# [Assignment]
Take each line of the material that includes "preview" and copy it.

# [Dataset content]
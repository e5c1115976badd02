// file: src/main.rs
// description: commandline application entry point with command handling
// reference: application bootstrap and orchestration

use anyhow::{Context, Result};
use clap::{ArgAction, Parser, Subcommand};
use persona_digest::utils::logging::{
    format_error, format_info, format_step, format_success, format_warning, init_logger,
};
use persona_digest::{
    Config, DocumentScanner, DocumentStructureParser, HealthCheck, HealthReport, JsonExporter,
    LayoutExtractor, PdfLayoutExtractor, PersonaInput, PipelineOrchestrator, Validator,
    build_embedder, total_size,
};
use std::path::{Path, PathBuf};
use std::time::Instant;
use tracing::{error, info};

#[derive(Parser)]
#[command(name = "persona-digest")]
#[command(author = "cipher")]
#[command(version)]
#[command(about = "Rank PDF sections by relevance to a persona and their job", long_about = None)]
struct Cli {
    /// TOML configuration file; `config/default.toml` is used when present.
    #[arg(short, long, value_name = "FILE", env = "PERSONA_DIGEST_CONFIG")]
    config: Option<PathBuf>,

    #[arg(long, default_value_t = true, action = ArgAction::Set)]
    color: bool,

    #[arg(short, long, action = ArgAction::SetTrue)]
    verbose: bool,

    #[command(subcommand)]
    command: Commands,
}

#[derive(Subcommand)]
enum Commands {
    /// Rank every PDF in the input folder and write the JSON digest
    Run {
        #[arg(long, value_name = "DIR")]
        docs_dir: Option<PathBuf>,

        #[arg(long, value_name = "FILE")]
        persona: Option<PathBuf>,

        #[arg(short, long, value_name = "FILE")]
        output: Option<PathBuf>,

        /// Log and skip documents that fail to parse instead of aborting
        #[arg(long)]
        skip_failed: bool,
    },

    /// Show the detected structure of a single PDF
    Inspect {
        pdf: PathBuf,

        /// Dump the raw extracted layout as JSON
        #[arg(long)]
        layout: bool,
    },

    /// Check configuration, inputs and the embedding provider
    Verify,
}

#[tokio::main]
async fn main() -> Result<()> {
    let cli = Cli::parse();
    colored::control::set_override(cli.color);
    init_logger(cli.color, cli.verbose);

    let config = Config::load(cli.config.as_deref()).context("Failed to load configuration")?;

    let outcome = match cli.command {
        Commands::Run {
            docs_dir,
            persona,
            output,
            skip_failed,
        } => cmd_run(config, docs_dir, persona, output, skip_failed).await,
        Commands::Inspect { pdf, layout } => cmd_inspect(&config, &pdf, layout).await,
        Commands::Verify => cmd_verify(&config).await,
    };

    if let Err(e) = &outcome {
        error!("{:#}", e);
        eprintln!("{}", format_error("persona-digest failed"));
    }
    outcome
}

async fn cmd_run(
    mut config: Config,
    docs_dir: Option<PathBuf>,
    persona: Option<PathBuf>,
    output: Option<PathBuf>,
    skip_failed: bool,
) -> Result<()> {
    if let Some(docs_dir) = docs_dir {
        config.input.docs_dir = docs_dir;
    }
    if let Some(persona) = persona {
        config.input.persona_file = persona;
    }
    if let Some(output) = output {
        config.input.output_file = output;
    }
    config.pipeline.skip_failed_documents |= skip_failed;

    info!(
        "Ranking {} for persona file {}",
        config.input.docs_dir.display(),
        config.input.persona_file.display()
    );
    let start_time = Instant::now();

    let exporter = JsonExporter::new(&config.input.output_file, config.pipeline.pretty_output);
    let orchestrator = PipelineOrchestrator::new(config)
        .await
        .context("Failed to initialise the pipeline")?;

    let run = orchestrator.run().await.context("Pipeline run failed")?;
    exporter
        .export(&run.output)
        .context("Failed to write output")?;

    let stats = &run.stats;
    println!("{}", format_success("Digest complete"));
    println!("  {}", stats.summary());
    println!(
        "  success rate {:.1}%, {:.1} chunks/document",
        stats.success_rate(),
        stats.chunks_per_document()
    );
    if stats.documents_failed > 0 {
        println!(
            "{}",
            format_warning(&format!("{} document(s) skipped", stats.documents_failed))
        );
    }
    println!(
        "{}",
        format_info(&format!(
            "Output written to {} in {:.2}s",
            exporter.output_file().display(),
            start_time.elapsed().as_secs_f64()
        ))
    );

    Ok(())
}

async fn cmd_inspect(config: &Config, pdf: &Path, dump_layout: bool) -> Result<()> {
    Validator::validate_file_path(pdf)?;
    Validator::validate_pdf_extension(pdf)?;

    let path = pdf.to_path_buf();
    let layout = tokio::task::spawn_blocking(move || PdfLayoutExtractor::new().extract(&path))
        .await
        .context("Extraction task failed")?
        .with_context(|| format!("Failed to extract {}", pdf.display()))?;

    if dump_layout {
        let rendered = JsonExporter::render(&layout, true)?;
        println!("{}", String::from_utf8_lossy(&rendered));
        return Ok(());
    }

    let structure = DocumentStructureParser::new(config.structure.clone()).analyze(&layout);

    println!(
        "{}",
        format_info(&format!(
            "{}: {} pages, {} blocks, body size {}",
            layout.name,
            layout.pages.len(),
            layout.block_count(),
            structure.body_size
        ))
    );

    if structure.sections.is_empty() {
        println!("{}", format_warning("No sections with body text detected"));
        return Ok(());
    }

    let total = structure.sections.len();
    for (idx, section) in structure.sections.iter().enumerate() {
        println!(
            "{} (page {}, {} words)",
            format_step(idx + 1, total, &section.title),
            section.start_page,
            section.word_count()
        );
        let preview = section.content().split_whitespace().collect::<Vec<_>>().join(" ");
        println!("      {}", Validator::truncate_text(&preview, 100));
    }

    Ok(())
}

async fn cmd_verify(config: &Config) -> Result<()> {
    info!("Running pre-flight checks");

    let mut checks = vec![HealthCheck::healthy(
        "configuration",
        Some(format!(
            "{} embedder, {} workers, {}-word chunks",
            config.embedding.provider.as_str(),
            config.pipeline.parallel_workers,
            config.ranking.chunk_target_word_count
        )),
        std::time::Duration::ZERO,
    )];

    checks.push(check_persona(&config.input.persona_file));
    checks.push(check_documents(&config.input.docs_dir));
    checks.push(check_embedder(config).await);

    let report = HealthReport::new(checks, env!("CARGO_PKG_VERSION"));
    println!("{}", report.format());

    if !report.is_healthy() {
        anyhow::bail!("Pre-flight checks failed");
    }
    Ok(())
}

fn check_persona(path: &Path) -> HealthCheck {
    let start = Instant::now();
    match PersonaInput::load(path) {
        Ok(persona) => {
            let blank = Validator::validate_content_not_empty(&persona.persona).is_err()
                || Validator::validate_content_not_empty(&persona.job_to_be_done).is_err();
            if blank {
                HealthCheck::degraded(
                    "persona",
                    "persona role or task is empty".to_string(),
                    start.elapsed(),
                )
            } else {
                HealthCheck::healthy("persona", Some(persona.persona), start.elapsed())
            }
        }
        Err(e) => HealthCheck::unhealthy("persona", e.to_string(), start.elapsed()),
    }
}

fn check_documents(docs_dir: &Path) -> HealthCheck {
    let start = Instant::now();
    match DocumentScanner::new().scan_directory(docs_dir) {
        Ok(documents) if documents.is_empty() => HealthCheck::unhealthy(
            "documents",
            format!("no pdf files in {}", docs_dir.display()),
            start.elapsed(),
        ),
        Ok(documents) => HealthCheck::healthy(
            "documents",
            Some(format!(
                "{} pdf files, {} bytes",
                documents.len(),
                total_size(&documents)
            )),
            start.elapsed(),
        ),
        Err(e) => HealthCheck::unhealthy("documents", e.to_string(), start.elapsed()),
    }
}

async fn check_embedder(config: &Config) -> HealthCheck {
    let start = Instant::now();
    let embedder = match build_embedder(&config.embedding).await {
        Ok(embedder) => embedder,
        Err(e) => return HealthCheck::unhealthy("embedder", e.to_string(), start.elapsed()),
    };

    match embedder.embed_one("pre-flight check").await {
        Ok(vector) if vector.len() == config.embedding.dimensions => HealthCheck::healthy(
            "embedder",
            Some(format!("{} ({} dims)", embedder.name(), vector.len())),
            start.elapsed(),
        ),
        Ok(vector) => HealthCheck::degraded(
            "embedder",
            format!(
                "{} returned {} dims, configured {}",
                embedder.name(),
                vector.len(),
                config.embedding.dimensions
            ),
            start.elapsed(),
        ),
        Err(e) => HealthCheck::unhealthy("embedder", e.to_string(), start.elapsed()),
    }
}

# [Answer to this exercise]
        let preview = section.content().split_whitespace().collect::<Vec<_>>().join(" ");
        println!("      {}", Validator::truncate_text(&preview, 100));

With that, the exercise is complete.